Remove Gridlines (Optional)
Excel's default grey gridlines often look unprofessional in a shared PDF. To hide them: Page Layout → Sheet Options → Gridlines → uncheck "Print". Your data will still be clearly organized through borders you've applied to cells, without the default grey lines.
Check Formula Results
Before converting, verify all formulas have calculated and are showing values. Go to Formulas → Calculate Now to force recalculation. Ensure no cells show #REF!, #VALUE!, or other error codes — these errors will be visible in your PDF.
Converting Excel to PDF Using ConvertEase
Once your spreadsheet is properly prepared, converting to PDF is straightforward using ConvertEase's Excel to PDF converter:
- Go to the Excel to PDF tool
- Upload your .xls or .xlsx file
- Click Convert — CloudConvert's LibreOffice engine processes your spreadsheet
- Download your PDF
The conversion preserves your formatting, borders, colours, charts, and print area settings. Review the output carefully — particularly for large or complex spreadsheets where page breaks may differ slightly from Excel's on-screen preview.
Handling Charts and Visualizations
Charts in Excel convert well to PDF — they appear as static images in the correct position and with accurate colours. A few things to check:
- Chart sizing: Charts that are partially overlapping other cells may appear cropped in the PDF. Make sure each chart fits entirely within the visible area.
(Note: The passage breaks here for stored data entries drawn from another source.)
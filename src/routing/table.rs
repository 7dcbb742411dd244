//! Route table: host → ordered backend rules, plus a default destination.
//!
//! # Responsibilities
//! - Store compiled rules per exact host string
//! - Replace or drop a host's rules wholesale
//! - Resolve (host, path) to a destination
//!
//! # Design Decisions
//! - Rules under one host are stored in descending pattern-string order and
//!   evaluated first-match-wins. This is not longest-prefix matching:
//!   `/ab` is tried before `/a`, but `/b` is also tried before `/api`.
//! - A host entry with no rule matching the path falls through to the
//!   default destination
//! - Plain value with `&mut self` mutators; sharing and locking live in
//!   `routing::state`

use std::collections::{BTreeMap, HashMap};

use serde::Serialize;
use url::Url;

use crate::routing::rule::BackendRule;

/// In-memory routing decision surface.
#[derive(Debug, Default)]
pub struct RouteTable {
    hosts: HashMap<String, Vec<BackendRule>>,
    default: Option<Url>,
}

impl RouteTable {
    pub fn new() -> Self {
        Self::default()
    }

    /// Replace the rule list for `host` with `rules`.
    ///
    /// Rules are sorted by descending pattern string before being stored.
    /// Patterns that do not compile are skipped; if nothing survives the
    /// host entry is removed.
    pub fn apply_rules(&mut self, host: &str, mut rules: Vec<(String, Url)>) {
        rules.sort_by(|(a, _), (b, _)| b.cmp(a));

        let compiled: Vec<BackendRule> = rules
            .into_iter()
            .filter_map(|(pattern, destination)| {
                match BackendRule::new(&pattern, destination) {
                    Ok(rule) => Some(rule),
                    Err(e) => {
                        tracing::warn!(
                            host = %host,
                            pattern = %pattern,
                            error = %e,
                            "Skipping rule with invalid path pattern"
                        );
                        None
                    }
                }
            })
            .collect();

        if compiled.is_empty() {
            self.hosts.remove(host);
        } else {
            self.hosts.insert(host.to_string(), compiled);
        }
    }

    /// Drop every rule for `host`. No-op if the host is unknown.
    pub fn remove_host(&mut self, host: &str) {
        self.hosts.remove(host);
    }

    /// Replace the process-wide default destination.
    pub fn set_default(&mut self, destination: Option<Url>) {
        self.default = destination;
    }

    /// Resolve a request to its destination.
    pub fn lookup(&self, host: &str, path: &str) -> Option<&Url> {
        self.hosts
            .get(host)
            .and_then(|rules| rules.iter().find(|rule| rule.matches(path)))
            .map(BackendRule::destination)
            .or(self.default.as_ref())
    }

    pub fn default_destination(&self) -> Option<&Url> {
        self.default.as_ref()
    }

    pub fn contains_host(&self, host: &str) -> bool {
        self.hosts.contains_key(host)
    }

    pub fn host_count(&self) -> usize {
        self.hosts.len()
    }

    pub fn rule_count(&self) -> usize {
        self.hosts.values().map(Vec::len).sum()
    }

    /// Read-only view of the table, hosts sorted by name.
    pub fn snapshot(&self) -> RouteSnapshot {
        RouteSnapshot {
            default: self.default.as_ref().map(Url::to_string),
            hosts: self
                .hosts
                .iter()
                .map(|(host, rules)| {
                    let rules = rules
                        .iter()
                        .map(|rule| RuleView {
                            pattern: rule.pattern().to_string(),
                            destination: rule.destination().to_string(),
                        })
                        .collect();
                    (host.clone(), rules)
                })
                .collect(),
        }
    }
}

/// Serializable copy of a [`RouteTable`].
#[derive(Debug, Clone, PartialEq, Eq, Serialize)]
pub struct RouteSnapshot {
    pub default: Option<String>,
    pub hosts: BTreeMap<String, Vec<RuleView>>,
}

#[derive(Debug, Clone, PartialEq, Eq, Serialize)]
pub struct RuleView {
    pub pattern: String,
    pub destination: String,
}
//! HTTP protocol handling subsystem.
//!
//! # Data Flow
//! ```text
//! TCP connection
//!     → server.rs (Axum setup, dispatch handler)
//!     → routing::RouteState::lookup (host, path)
//!     → proxy.rs (rewrite URI, forward, relay response)
//!     or 404 with an empty body
//!
//! admin.rs serves health, readiness and the route dump on a separate port.
//! ```

pub mod admin;
pub mod proxy;
pub mod server;

pub use server::Gateway;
- Font consistency: Chart title and axis label fonts should match your report's body text font for a professional look
- Colour accuracy: Screen colours and print colours can differ. If your PDF will be printed, test-print one page to verify chart colours appear correctly on paper
Multi-Sheet Excel Files
If your Excel workbook has multiple sheets and you want all sheets in one PDF:
- In Excel: right-click any sheet tab → Select All Sheets → File → Save As PDF. This converts all sheets into a single PDF with each sheet as a separate section.
- Alternatively, convert each sheet separately and use ConvertEase's Merge PDF tool to combine them into one report PDF.
The Merge PDF approach gives you more control over the order and inclusion of sheets.
When to Keep Excel vs When to Share as PDF
| Situation | Format |
|---|---|
| Sharing with a colleague who needs to edit data | Excel (.xlsx) |
| Sending a report to management or clients | |
| Submitting financial statements or invoices | |
| Exporting data for a database or API | CSV |
| Sharing data with a web developer | JSON |
| Archiving a completed report permanently |
For data that needs to be processed programmatically, use Excel to CSV or Excel to JSON instead of PDF. PDF is the right format when the audience is a human reader, not a computer system.
Common Excel to PDF Problems and How to Fix Them
Content Cut Off at Page Edges
Cause: The spreadsheet content is wider than the page.
Fix: In Excel, go to Page Layout → Scale to Fit → Width → set to 1 Page. Or switch to Landscape orientation in Page Layout → Orientation.
Too Many Pages in the Output
Cause: Empty rows or columns outside your data range are being included.
Fix: Define your print area precisely (Page Layout → Print Area → Set Print Area) to include only the data you want in the PDF.
Small, Unreadable Text
Cause: The content has been scaled down too aggressively to fit on one page.
Fix: Instead of fitting everything on one page, allow the PDF to span two or three pages — it's better to have a readable two-page PDF than an illegible one-pager.
Charts Missing or Displaced
Cause: Charts positioned over frozen rows or in unusual locations can shift during conversion.
Fix: Move charts to their own sheet or ensure they sit clearly within the defined print area.
After Conversion: Compressing Your PDF
Excel files with many charts, conditional formatting, and colour fills often produce large PDFs. If your converted PDF is too large to email, use ConvertEase's PDF Compressor to reduce the file size. Most business report PDFs compress to under 2MB, well within any email limit.